There also appears to be lip colouring, eyebrow shaping, and the addition of tanned skin.
This is what Royer had to say about the changes:
“I have a round face that I have grown to love and now I get my photo back with a different face.
“The new photo no longer even looks like me but rather a prettier twin sister.”
In her post, Royer said that she spoke with her principal and was allowed to use the original photo on her ID.
She said the school did not realize the photography company had edited the photos.
Hopefully that’s true, but it doesn’t make this practice any more acceptable.
It was unclear why St. Theresa’s Academy reissued student ID cards in January, or what the agreement for retouching the photos was.

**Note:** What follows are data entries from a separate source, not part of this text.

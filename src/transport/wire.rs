//! DNS wire format: query construction and response parsing.
//!
//! Queries are standard RFC 1035 messages with a cryptographically random
//! transaction ID. Response parsing is defensive: every offset is bounds
//! checked, name compression pointers are never followed (only skipped),
//! and TXT character-string fragments are concatenated per record.

use crate::error::{Error, Result};
use crate::transport::{Response, TYPE_TXT};

/// DNS header length in bytes.
const HEADER_LEN: usize = 12;

/// Build a DNS query message for the given name and type.
pub fn build_query(name: &str, qtype: u16) -> Vec<u8> {
    let mut msg = Vec::with_capacity(HEADER_LEN + name.len() + 6);

    // Transaction ID: random to prevent off-path response forgery.
    let txid: u16 = rand::random();
    msg.extend_from_slice(&txid.to_be_bytes());

    // Flags: standard query, recursion desired.
    msg.extend_from_slice(&[0x01, 0x00]);

    // QDCOUNT=1; answer, authority, additional all zero.
    msg.extend_from_slice(&[0x00, 0x01, 0x00, 0x00, 0x00, 0x00, 0x00, 0x00]);

    // Question section: name as length-prefixed labels.
    for label in name.split('.') {
        if label.is_empty() {
            continue;
        }
        msg.push(label.len() as u8);
        msg.extend_from_slice(label.as_bytes());
    }
    msg.push(0x00);

    msg.extend_from_slice(&qtype.to_be_bytes());
    // Class IN.
    msg.extend_from_slice(&[0x00, 0x01]);

    msg
}

/// Parse a DNS response message, extracting text records and the smallest
/// non-zero TTL.
pub fn parse_response(data: &[u8]) -> Result<Response> {
    if data.len() < HEADER_LEN {
        return Err(Error::Transport("response too short".into()));
    }

    let qdcount = u16::from_be_bytes([data[4], data[5]]) as usize;
    let ancount = u16::from_be_bytes([data[6], data[7]]) as usize;

    let mut offset = HEADER_LEN;

    // Skip the question section.
    for _ in 0..qdcount {
        offset = skip_name(data, offset)?;
        offset = checked_add(offset, 4, data.len())?; // QTYPE + QCLASS
    }

    let mut resp = Response::default();

    for _ in 0..ancount {
        if offset >= data.len() {
            break;
        }
        offset = skip_name(data, offset)?;
        if offset + 10 > data.len() {
            break;
        }

        let rtype = u16::from_be_bytes([data[offset], data[offset + 1]]);
        // Skip TYPE + CLASS.
        offset += 4;

        let ttl = u32::from_be_bytes([
            data[offset],
            data[offset + 1],
            data[offset + 2],
            data[offset + 3],
        ]);
        offset += 4;

        let rdlen = u16::from_be_bytes([data[offset], data[offset + 1]]) as usize;
        offset += 2;

        if offset + rdlen > data.len() {
            break;
        }
        let rdata = &data[offset..offset + rdlen];
        offset += rdlen;

        let record = if rtype == TYPE_TXT {
            strip_txt_strings(rdata)
        } else {
            rdata.to_vec()
        };
        resp.records.push(record);

        if ttl > 0 && (resp.ttl == 0 || ttl < resp.ttl) {
            resp.ttl = ttl;
        }
    }

    for record in &resp.records {
        resp.data.extend_from_slice(record);
    }

    Ok(resp)
}

/// Skip over an encoded name starting at `offset`, returning the offset of
/// the byte after it. A compression pointer (top two bits set) ends the
/// name in two bytes.
fn skip_name(data: &[u8], mut offset: usize) -> Result<usize> {
    loop {
        let len = *data
            .get(offset)
            .ok_or_else(|| Error::Transport("truncated name".into()))? as usize;
        if len == 0 {
            return Ok(offset + 1);
        }
        if len >= 0xC0 {
            return checked_add(offset, 2, data.len());
        }
        offset = checked_add(offset, 1 + len, data.len())?;
    }
}

fn checked_add(offset: usize, add: usize, len: usize) -> Result<usize> {
    let next = offset + add;
    if next > len {
        return Err(Error::Transport("truncated message".into()));
    }
    Ok(next)
}

/// Concatenate the character-strings of a TXT record, dropping each leading
/// length octet.
fn strip_txt_strings(rdata: &[u8]) -> Vec<u8> {
    let mut out = Vec::with_capacity(rdata.len());
    let mut pos = 0;
    while pos < rdata.len() {
        let len = rdata[pos] as usize;
        pos += 1;
        if pos + len <= rdata.len() {
            out.extend_from_slice(&rdata[pos..pos + len]);
        }
        pos += len;
    }
    out
}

When it comes to school pictures, most companies offer “basic retouching” at an extra cost, which has been available for a few years.
The main issue with the extent of editing in these photos is that high school is about preparing for the future, not teaching girls to criticize their looks.

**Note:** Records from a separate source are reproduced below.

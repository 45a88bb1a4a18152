//! Client configuration.

use std::time::Duration;

use serde::{Deserialize, Serialize};

use crate::cache::CacheConfig;
use crate::error::{Error, Result};
use crate::retry::RetryConfig;
use crate::security::KEY_SIZE;

/// Client configuration. Immutable once the client is constructed.
#[derive(Clone, Serialize, Deserialize)]
pub struct ClientConfig {
    /// API key for authenticated operations. Empty means unauthenticated;
    /// the raw key is only ever used to derive per-request HMAC labels.
    #[serde(skip_serializing_if = "String::is_empty", default)]
    pub api_key: String,
    /// Namespace for multi-tenant operations; empty maps to "public".
    #[serde(default)]
    pub namespace: String,
    /// Protocol version label.
    pub version: String,
    /// TLD terminating the query names.
    pub tld: String,
    /// DoH endpoint base URL for the default transport.
    pub base_url: String,
    /// Per-operation timeout. Zero disables the deadline.
    pub timeout: Duration,
    /// Retry behavior.
    pub retry: RetryConfig,
    /// Response caching.
    pub cache: CacheConfig,
    /// AES-256-GCM key for encrypted operations.
    #[serde(skip)]
    pub encryption_key: Option<[u8; KEY_SIZE]>,
    /// Tenant signing key for namespace-bound signatures.
    #[serde(skip)]
    pub tenant_query_key: Option<Vec<u8>>,
    /// Refuse authenticated dispatch over unencrypted transports.
    pub enforce_security: bool,
}

impl Default for ClientConfig {
    fn default() -> Self {
        ClientConfig {
            api_key: String::new(),
            namespace: String::new(),
            version: "v1".to_string(),
            tld: "net".to_string(),
            base_url: "https://api.resolvedb.io".to_string(),
            timeout: Duration::from_secs(30),
            retry: RetryConfig::default(),
            cache: CacheConfig::default(),
            encryption_key: None,
            tenant_query_key: None,
            enforce_security: true,
        }
    }
}

impl std::fmt::Debug for ClientConfig {
    /// Key material never appears in debug output.
    fn fmt(&self, f: &mut std::fmt::Formatter<'_>) -> std::fmt::Result {
        f.debug_struct("ClientConfig")
            .field(
                "api_key",
                &if self.api_key.is_empty() { "<none>" } else { "<set>" },
            )
            .field("namespace", &self.namespace)
            .field("version", &self.version)
            .field("tld", &self.tld)
            .field("base_url", &self.base_url)
            .field("timeout", &self.timeout)
            .field("retry", &self.retry)
            .field("cache", &self.cache)
            .field("encryption_key", &self.encryption_key.map(|_| "<set>"))
            .field(
                "tenant_query_key",
                &self.tenant_query_key.as_ref().map(|_| "<set>"),
            )
            .field("enforce_security", &self.enforce_security)
            .finish()
    }
}

impl ClientConfig {
    /// Validate the configuration.
    pub fn validate(&self) -> Result<()> {
        if self.version.is_empty() {
            return Err(Error::Config("version cannot be empty".into()));
        }
        if self.tld.is_empty() {
            return Err(Error::Config("TLD cannot be empty".into()));
        }
        Ok(())
    }
}

/// Per-request options.
#[derive(Debug, Clone, Default)]
pub struct RequestOptions {
    /// TTL hint for write operations. Carried but not interpreted by the
    /// library; servers may honor it.
    pub ttl: Option<Duration>,
    /// Force blob storage, bypassing TXT record limits. Carried but not
    /// interpreted by the library.
    pub force_blob: bool,
    /// Bypass the cache for this request.
    pub skip_cache: bool,
    /// Request encryption handling for this request.
    pub encrypt: bool,
    /// Anonymous device token to attach.
    pub bdt_token: Option<String>,
    /// Cohort token to attach.
    pub ctp_token: Option<String>,
    /// Namespace-bound signature to attach.
    pub nba_token: Option<String>,
}

impl RequestOptions {
    /// Options with every field defaulted.
    pub fn new() -> RequestOptions {
        RequestOptions::default()
    }

    /// Set the TTL hint for a write operation.
    pub fn with_ttl(mut self, ttl: Duration) -> RequestOptions {
        self.ttl = Some(ttl);
        self
    }

    /// Force data to be stored as a blob.
    pub fn with_force_blob(mut self, force: bool) -> RequestOptions {
        self.force_blob = force;
        self
    }

    /// Bypass the cache for this request.
    pub fn skip_cache(mut self) -> RequestOptions {
        self.skip_cache = true;
        self
    }

    /// Enable encryption for this request.
    pub fn with_encrypt(mut self) -> RequestOptions {
        self.encrypt = true;
        self
    }

    /// Attach an anonymous device token.
    pub fn with_bdt(mut self, token: impl Into<String>) -> RequestOptions {
        self.bdt_token = Some(token.into());
        self
    }

    /// Attach a cohort token.
    pub fn with_ctp(mut self, token: impl Into<String>) -> RequestOptions {
        self.ctp_token = Some(token.into());
        self
    }

    /// Attach a namespace-bound signature.
    pub fn with_nba(mut self, signature: impl Into<String>) -> RequestOptions {
        self.nba_token = Some(signature.into());
        self
    }
}

#[cfg(test)]
mod tests {
    use super::*;

    #[test]
    fn test_defaults() {
        let config = ClientConfig::default();
        assert_eq!(config.version, "v1");
        assert_eq!(config.tld, "net");
        assert_eq!(config.base_url, "https://api.resolvedb.io");
        assert_eq!(config.timeout, Duration::from_secs(30));
        assert!(config.enforce_security);
        assert!(config.cache.enabled);
        assert_eq!(config.retry.max_retries, 3);
        assert!(config.validate().is_ok());
    }

    #[test]
    fn test_validation() {
        let mut config = ClientConfig::default();
        config.version = String::new();
        assert!(config.validate().is_err());

        let mut config = ClientConfig::default();
        config.tld = String::new();
        assert!(config.validate().is_err());
    }

    #[test]
    fn test_debug_hides_keys() {
        let mut config = ClientConfig::default();
        config.api_key = "super-secret".into();
        config.encryption_key = Some([7u8; 32]);
        let rendered = format!("{config:?}");
        assert!(!rendered.contains("super-secret"));
        assert!(rendered.contains("<set>"));
    }

    #[test]
    fn test_request_options_chain() {
        let opts = RequestOptions::new()
            .with_ttl(Duration::from_secs(60))
            .skip_cache()
            .with_encrypt()
            .with_bdt("bdt-00")
            .with_ctp("ctp-xx")
            .with_nba("sig-yy");
        assert_eq!(opts.ttl, Some(Duration::from_secs(60)));
        assert!(opts.skip_cache);
        assert!(opts.encrypt);
        assert_eq!(opts.bdt_token.as_deref(), Some("bdt-00"));
        assert_eq!(opts.ctp_token.as_deref(), Some("ctp-xx"));
        assert_eq!(opts.nba_token.as_deref(), Some("sig-yy"));
    }
}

On the Internet, many people commented that they had no problem with “slightly enhanced” yearbook photos, but this case was taken too far.
“If it’s a filter or some editing, whatever. But we are told to love ourselves the way we are, and they actually changed her face.
She was beautiful before they edited the photo,” said one Reddit user, tealismyname.
Why are girls being told these beauty standards are important to their education experience?
High school is a challenging, often uncomfortable experience for many, and teens worry enough about trying to fit in already.
Seven out of 10 girls have low self-esteem before they are in high school, according to Dove’s 2012 Campaign for Real Beauty, and it’s no mystery why.
We are surrounded by photoshopped, unrealistic examples of “beautiful” everywhere.
Models appearing in advertisements spend hours on hair and makeup, can afford to keep their waists thin with expensive diets and personal trainers, and have expert photoshoppers to do the rest.
These images send a strong message to young women about what they “should” look like, but only a small number of girls will ever fall into that category.
Recently, the women’s lingerie company Aerie chose to counter unrealistic photoshopping by using untouched photos of women in their ad campaigns.
It was a small step towards realistic representation of women in the media.
Beauty is about diversity. All body types, hair textures, skin tones, and personal styles should be celebrated.
Retouching high school yearbooks sends the negative message that these young women need to wear more makeup, tan more, eat less, and have their hair done perfectly to be acceptable.
It’s unfair and unrealistic to see these beauty standards being forced upon high school students.
These young women are about to begin their adult lives; they should feel as if they can accomplish anything and celebrate their own unique beauty.
Being the prettiest will not get someone into college, it will not start a small business, and it will not make them a better person.
What will accomplish those things are hard work, confidence, and believing that value comes from the inner self, not physical appearance.
Whether they are just starting kindergarten or about to graduate, that is what young women need to see represented in their yearbooks.